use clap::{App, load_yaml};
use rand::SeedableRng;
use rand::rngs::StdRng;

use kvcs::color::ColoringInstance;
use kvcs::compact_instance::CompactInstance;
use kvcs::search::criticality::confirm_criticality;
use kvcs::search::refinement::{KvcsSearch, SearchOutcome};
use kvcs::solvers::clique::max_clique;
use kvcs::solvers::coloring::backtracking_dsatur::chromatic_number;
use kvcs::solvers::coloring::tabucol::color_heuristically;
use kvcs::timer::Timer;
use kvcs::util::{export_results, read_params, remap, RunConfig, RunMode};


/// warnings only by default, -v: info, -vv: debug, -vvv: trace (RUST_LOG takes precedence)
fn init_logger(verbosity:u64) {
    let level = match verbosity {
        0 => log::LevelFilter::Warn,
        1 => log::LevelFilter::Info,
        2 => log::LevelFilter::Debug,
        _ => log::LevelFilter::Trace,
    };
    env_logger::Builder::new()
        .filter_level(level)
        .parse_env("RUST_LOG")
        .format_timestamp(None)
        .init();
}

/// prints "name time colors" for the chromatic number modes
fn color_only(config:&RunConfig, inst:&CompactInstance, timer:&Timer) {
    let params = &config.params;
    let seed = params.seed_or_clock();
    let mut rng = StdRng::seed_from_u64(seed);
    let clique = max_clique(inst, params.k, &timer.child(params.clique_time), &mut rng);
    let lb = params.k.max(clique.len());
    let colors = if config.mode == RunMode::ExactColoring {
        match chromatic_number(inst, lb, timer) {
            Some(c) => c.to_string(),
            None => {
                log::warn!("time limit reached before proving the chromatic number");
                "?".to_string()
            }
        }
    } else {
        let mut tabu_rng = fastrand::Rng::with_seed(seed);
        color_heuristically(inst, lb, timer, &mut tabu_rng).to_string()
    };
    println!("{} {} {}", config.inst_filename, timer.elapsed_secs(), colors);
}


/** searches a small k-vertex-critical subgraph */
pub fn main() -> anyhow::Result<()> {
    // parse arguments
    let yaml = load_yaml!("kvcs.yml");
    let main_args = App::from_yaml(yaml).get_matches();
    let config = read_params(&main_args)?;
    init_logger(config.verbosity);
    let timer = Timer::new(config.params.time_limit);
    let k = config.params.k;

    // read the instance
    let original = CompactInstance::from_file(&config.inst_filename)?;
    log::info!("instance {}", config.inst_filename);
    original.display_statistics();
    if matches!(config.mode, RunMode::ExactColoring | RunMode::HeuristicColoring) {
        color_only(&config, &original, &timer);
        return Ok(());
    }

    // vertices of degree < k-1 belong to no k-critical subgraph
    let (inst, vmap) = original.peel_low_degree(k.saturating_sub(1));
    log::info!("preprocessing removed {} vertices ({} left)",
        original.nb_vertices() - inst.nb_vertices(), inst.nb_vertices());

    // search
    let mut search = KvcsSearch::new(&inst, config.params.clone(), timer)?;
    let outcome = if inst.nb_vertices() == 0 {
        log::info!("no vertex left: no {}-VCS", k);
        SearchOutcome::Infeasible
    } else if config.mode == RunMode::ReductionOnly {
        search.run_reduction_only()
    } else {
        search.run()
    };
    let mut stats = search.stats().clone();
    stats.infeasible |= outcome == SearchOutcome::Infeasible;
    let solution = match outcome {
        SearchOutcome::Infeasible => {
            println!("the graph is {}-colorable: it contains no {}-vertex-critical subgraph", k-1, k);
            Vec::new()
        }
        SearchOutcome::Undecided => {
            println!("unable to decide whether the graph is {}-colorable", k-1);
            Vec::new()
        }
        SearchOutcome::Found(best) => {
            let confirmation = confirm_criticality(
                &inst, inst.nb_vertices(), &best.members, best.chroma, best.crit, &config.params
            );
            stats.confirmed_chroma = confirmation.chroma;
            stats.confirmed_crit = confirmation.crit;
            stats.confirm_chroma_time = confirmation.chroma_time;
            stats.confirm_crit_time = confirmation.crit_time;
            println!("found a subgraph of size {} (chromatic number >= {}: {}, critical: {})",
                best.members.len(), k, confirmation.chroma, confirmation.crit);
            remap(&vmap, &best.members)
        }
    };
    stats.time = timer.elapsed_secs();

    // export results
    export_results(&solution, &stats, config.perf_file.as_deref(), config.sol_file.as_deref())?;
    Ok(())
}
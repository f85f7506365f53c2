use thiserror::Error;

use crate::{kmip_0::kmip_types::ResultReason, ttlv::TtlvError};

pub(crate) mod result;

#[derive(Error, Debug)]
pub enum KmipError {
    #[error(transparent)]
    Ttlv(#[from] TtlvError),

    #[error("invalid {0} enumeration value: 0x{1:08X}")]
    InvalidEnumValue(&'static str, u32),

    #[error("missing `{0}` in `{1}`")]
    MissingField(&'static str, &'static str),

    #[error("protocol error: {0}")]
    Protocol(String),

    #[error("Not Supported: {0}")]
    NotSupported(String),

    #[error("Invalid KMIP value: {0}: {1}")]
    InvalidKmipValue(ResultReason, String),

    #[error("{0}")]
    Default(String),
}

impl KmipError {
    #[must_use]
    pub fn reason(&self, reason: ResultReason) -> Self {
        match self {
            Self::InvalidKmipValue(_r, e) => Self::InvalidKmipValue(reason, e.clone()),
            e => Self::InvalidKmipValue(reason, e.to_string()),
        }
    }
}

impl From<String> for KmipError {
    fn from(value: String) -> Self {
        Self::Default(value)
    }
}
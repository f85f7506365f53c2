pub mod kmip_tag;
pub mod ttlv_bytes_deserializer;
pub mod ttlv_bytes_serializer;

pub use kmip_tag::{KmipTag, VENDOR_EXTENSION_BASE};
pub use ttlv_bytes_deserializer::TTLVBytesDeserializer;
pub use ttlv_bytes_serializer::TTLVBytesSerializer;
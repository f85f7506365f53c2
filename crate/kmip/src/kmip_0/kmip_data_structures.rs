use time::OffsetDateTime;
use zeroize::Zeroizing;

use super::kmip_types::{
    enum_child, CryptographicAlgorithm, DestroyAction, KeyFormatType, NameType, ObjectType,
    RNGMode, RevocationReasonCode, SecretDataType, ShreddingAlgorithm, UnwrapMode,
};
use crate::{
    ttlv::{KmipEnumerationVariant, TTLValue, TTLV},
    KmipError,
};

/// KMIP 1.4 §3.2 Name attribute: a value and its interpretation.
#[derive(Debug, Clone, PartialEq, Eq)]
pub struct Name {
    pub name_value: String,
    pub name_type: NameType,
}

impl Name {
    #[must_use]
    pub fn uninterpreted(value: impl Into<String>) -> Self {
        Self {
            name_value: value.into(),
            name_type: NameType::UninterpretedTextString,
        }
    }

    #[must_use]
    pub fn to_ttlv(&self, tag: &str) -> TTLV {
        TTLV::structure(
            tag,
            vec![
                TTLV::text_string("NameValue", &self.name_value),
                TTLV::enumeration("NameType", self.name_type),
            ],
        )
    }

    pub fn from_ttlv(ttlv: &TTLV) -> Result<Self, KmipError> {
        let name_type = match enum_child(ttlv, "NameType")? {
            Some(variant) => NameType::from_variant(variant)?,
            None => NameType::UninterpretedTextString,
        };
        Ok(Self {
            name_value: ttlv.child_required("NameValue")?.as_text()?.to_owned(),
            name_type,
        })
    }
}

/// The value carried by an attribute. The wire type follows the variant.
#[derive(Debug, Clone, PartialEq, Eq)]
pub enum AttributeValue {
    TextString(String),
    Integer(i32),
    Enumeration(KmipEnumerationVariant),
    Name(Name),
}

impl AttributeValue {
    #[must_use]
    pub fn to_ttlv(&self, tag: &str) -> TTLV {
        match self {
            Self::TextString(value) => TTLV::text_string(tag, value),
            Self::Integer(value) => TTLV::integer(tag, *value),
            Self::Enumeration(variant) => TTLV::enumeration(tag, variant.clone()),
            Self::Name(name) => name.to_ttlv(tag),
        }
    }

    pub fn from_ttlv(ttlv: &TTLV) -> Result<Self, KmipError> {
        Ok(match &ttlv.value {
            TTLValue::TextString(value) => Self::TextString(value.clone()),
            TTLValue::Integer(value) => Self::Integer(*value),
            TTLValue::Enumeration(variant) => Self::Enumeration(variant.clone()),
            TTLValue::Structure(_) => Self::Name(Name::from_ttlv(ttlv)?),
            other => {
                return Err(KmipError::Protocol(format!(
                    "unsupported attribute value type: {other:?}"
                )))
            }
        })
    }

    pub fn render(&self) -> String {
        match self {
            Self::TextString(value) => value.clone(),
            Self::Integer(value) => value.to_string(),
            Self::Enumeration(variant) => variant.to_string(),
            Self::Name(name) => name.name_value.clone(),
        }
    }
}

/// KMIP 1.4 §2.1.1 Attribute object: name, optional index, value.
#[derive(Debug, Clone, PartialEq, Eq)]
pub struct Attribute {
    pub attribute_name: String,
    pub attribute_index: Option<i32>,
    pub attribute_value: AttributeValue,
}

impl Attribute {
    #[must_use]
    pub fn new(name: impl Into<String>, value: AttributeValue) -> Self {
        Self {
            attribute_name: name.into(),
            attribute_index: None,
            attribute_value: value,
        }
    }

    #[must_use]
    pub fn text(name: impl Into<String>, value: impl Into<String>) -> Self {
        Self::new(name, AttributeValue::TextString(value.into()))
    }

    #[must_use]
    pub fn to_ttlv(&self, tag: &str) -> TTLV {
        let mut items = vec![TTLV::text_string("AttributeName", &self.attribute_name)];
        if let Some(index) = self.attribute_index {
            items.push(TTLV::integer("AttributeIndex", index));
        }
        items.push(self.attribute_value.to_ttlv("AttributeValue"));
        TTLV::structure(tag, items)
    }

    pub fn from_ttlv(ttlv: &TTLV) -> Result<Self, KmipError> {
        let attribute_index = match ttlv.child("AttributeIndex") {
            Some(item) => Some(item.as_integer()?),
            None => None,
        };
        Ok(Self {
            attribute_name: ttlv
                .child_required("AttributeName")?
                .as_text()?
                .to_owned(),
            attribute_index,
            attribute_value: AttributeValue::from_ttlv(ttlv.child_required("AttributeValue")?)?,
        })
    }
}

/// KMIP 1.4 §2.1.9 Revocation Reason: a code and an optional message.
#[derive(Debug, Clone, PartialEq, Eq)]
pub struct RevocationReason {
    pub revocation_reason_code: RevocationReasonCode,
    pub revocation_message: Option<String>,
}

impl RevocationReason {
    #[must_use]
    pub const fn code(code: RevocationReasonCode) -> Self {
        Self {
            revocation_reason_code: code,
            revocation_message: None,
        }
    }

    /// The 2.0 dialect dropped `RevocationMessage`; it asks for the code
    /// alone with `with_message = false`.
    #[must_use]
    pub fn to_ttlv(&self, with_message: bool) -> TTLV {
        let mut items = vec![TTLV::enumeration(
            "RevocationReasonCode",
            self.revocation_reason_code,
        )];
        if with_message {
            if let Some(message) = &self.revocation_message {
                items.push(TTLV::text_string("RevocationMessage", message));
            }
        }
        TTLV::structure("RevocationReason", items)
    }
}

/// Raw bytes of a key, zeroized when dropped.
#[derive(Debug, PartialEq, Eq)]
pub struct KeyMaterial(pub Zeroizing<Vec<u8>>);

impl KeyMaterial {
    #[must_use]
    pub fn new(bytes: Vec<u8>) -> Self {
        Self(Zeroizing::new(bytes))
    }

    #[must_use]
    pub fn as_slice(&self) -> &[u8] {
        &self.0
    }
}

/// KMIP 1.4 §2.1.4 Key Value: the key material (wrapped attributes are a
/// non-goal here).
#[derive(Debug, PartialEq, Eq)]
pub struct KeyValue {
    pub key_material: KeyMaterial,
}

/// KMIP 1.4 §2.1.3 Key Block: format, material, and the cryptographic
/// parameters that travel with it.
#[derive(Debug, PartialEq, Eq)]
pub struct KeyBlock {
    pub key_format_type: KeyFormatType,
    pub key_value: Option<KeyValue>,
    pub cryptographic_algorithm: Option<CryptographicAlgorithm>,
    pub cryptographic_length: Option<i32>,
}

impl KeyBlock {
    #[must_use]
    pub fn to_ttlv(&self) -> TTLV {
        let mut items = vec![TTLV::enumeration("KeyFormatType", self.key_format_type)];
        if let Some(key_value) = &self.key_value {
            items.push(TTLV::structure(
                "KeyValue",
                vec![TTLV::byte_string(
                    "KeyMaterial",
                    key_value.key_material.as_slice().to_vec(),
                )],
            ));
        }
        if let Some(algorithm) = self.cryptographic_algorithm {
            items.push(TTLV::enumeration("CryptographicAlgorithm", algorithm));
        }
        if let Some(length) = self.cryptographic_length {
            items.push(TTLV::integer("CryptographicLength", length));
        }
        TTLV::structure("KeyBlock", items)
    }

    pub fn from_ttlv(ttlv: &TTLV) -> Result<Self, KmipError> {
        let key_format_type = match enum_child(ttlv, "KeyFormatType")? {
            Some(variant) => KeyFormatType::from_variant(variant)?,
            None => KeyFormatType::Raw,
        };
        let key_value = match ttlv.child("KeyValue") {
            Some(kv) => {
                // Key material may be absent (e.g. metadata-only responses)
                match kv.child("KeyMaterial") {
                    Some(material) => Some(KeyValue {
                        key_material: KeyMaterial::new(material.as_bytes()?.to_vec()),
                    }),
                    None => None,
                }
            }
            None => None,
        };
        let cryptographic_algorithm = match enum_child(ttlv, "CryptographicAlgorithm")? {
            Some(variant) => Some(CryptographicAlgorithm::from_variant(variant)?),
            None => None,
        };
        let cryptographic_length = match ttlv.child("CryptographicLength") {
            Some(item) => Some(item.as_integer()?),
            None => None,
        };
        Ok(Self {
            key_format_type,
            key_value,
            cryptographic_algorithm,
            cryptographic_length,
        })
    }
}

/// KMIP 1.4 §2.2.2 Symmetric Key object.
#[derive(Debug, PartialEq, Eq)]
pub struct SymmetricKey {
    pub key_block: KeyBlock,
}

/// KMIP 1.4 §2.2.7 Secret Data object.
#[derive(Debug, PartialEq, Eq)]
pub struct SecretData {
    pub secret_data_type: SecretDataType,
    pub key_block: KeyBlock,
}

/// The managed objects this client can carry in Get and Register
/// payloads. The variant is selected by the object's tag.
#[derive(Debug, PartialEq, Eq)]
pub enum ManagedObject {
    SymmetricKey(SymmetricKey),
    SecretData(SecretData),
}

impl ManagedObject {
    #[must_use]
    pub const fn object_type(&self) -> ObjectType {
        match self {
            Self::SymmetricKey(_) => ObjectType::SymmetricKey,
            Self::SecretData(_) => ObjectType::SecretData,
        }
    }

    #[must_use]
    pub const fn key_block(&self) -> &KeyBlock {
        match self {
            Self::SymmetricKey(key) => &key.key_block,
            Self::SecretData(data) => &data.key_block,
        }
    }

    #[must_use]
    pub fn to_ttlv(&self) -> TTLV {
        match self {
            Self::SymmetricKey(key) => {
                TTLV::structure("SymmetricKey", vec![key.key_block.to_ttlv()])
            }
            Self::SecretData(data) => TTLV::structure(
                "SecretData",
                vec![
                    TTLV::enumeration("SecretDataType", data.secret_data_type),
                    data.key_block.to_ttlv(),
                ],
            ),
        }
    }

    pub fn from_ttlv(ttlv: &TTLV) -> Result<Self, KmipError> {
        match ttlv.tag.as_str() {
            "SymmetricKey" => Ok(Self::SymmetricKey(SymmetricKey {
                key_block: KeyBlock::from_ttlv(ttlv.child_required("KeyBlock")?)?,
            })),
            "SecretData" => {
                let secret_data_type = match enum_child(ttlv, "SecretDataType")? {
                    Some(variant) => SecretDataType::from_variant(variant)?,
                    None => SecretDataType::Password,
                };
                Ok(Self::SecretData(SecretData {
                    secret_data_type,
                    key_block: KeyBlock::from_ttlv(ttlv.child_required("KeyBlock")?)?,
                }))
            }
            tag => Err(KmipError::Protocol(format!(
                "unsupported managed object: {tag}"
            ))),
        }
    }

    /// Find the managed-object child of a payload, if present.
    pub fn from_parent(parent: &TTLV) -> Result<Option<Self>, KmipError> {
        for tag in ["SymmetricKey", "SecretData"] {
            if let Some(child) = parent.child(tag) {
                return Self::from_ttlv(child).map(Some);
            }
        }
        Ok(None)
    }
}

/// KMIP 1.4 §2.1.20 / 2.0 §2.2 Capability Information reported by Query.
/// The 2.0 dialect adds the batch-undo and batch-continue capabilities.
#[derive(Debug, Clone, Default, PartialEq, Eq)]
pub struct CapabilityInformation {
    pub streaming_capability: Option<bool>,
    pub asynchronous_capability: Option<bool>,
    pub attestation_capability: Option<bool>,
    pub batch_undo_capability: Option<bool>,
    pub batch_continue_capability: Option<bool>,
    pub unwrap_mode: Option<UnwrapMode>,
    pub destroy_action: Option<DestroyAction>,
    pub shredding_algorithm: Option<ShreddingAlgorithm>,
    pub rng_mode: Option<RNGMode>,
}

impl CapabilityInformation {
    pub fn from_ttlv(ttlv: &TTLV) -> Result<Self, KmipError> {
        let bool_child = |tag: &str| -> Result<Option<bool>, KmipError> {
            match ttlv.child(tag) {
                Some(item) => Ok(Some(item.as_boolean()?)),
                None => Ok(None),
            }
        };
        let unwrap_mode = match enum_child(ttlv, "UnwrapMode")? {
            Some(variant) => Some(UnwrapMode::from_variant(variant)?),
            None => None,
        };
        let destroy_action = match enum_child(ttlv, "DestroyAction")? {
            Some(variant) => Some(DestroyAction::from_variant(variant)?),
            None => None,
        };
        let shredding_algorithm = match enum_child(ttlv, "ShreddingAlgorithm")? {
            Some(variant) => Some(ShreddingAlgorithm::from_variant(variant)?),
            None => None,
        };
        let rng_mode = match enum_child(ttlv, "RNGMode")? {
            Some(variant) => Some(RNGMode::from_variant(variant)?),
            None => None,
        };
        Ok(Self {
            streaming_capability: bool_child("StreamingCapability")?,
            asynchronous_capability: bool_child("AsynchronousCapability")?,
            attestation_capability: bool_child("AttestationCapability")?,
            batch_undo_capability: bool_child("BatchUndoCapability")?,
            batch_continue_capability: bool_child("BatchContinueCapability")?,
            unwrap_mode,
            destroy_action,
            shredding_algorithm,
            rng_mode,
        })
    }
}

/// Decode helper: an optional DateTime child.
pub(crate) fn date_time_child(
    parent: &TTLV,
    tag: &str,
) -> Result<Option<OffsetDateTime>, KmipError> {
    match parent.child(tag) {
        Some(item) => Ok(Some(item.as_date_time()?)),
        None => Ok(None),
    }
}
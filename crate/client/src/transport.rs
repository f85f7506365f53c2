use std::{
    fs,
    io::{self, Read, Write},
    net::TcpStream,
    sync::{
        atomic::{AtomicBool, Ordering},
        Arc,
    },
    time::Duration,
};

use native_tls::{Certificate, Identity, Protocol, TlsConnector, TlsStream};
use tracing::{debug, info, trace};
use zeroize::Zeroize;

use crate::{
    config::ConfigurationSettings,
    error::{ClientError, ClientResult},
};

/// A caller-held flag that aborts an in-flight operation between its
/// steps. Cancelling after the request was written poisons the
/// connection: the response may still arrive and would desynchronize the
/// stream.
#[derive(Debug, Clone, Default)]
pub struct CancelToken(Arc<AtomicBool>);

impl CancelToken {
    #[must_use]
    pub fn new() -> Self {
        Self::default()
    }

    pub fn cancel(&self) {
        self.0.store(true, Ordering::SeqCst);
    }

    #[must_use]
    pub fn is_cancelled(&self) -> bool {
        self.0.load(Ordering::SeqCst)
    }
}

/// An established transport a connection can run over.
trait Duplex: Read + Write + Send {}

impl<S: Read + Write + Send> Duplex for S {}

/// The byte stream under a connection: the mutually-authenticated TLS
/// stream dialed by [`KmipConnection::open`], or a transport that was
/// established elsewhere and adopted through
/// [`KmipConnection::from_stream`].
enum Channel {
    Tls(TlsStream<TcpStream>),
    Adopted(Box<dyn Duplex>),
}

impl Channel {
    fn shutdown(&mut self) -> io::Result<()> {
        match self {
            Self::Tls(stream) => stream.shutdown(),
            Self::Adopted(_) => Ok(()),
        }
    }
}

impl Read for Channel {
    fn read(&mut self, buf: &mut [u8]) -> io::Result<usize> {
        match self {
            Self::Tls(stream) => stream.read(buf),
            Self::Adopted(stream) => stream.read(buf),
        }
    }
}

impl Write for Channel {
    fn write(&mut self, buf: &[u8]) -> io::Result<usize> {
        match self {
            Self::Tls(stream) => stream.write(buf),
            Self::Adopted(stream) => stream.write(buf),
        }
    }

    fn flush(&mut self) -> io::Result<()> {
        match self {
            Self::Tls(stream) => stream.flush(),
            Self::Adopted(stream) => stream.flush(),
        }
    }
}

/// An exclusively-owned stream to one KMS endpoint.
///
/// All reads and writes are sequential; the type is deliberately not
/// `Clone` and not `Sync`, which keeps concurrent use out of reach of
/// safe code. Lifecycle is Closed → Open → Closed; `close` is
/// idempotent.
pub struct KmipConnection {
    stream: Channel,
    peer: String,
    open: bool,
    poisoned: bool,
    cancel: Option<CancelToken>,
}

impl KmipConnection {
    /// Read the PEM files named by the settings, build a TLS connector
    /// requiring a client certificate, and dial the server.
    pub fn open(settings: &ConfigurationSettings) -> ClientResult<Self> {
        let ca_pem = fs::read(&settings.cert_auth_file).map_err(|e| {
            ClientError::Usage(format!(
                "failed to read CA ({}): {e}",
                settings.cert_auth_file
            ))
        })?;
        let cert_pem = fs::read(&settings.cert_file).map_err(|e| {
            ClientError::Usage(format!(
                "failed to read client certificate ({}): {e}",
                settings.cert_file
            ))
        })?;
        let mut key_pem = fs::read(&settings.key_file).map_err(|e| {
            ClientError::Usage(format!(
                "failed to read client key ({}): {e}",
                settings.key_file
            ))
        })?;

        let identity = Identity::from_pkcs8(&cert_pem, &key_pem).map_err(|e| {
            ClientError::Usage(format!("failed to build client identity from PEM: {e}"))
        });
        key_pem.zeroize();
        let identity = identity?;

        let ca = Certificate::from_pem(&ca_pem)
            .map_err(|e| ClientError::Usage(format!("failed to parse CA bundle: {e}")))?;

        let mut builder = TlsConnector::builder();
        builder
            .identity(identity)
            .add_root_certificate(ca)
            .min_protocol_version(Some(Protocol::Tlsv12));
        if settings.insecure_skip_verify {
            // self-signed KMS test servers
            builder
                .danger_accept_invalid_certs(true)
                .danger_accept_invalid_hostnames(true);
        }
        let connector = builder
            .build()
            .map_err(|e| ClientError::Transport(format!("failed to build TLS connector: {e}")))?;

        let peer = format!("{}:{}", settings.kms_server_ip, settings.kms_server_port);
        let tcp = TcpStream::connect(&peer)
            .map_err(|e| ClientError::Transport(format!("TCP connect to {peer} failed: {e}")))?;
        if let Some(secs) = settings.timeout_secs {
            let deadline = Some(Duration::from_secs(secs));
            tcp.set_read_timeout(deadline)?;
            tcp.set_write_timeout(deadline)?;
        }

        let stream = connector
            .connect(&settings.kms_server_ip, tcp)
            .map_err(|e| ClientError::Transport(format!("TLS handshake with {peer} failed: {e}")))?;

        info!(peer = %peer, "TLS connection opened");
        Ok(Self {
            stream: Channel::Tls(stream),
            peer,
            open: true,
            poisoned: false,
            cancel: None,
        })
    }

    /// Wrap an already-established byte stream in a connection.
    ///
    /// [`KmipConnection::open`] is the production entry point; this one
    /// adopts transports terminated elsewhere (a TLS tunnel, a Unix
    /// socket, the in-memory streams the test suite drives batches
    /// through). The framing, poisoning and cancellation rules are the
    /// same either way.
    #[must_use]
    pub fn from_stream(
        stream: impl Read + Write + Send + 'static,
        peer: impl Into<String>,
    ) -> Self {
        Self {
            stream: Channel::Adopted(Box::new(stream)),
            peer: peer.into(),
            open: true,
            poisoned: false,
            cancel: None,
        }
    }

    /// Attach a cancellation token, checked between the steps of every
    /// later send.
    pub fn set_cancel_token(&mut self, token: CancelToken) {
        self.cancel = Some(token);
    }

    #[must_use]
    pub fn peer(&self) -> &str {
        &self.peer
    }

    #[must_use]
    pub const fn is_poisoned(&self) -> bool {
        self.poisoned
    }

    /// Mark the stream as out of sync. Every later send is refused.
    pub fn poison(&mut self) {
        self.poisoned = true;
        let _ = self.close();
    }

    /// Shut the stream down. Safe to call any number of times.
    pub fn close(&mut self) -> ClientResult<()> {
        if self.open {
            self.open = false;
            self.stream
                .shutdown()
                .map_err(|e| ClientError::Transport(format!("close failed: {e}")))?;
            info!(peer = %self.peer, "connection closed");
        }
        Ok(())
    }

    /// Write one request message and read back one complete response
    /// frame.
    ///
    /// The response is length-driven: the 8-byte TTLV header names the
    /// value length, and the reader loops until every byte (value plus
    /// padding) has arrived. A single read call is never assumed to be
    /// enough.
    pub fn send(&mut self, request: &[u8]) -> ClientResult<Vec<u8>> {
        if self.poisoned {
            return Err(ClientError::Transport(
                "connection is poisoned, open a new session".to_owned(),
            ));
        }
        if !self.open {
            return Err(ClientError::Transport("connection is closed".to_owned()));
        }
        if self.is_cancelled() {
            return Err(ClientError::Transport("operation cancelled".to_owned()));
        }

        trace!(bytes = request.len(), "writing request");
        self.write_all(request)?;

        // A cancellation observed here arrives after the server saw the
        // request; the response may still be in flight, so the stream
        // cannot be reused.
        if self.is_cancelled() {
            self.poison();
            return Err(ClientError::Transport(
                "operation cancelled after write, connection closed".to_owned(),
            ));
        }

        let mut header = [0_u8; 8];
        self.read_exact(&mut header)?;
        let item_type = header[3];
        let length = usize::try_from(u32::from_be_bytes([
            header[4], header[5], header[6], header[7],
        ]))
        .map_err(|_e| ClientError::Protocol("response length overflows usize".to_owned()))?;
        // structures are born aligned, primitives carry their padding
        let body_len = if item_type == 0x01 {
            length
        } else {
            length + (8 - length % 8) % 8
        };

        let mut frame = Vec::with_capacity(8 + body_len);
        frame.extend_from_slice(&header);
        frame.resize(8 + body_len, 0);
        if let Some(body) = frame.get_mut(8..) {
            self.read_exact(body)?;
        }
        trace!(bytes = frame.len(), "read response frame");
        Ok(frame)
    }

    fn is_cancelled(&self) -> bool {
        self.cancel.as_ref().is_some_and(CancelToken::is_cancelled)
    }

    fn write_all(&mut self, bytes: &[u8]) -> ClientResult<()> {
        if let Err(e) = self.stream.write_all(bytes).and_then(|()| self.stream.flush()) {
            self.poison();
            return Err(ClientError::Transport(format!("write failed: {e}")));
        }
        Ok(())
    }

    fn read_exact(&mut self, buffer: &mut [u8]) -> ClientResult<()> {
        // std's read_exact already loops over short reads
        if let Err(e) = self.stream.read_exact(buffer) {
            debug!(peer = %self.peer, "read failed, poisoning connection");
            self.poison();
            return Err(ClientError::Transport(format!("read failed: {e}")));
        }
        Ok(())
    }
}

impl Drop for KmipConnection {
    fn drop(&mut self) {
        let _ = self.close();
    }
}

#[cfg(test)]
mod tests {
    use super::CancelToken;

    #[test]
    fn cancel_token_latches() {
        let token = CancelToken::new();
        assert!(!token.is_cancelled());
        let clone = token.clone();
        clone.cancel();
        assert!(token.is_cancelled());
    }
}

**Activity:**
Produce only the lines from the line containing "let mut rng" through the line containing "no k-critical subgraph", inclusive of both, exactly as they stand in the entries above.

**Result of the exercise:**
    let mut rng = StdRng::seed_from_u64(seed);
    let clique = max_clique(inst, params.k, &timer.child(params.clique_time), &mut rng);
    let lb = params.k.max(clique.len());
    let colors = if config.mode == RunMode::ExactColoring {
        match chromatic_number(inst, lb, timer) {
            Some(c) => c.to_string(),
            None => {
                log::warn!("time limit reached before proving the chromatic number");
                "?".to_string()
            }
        }
    } else {
        let mut tabu_rng = fastrand::Rng::with_seed(seed);
        color_heuristically(inst, lb, timer, &mut tabu_rng).to_string()
    };
    println!("{} {} {}", config.inst_filename, timer.elapsed_secs(), colors);
}


/** searches a small k-vertex-critical subgraph */
pub fn main() -> anyhow::Result<()> {
    // parse arguments
    let yaml = load_yaml!("kvcs.yml");
    let main_args = App::from_yaml(yaml).get_matches();
    let config = read_params(&main_args)?;
    init_logger(config.verbosity);
    let timer = Timer::new(config.params.time_limit);
    let k = config.params.k;

    // read the instance
    let original = CompactInstance::from_file(&config.inst_filename)?;
    log::info!("instance {}", config.inst_filename);
    original.display_statistics();
    if matches!(config.mode, RunMode::ExactColoring | RunMode::HeuristicColoring) {
        color_only(&config, &original, &timer);
        return Ok(());
    }

    // vertices of degree < k-1 belong to no k-critical subgraph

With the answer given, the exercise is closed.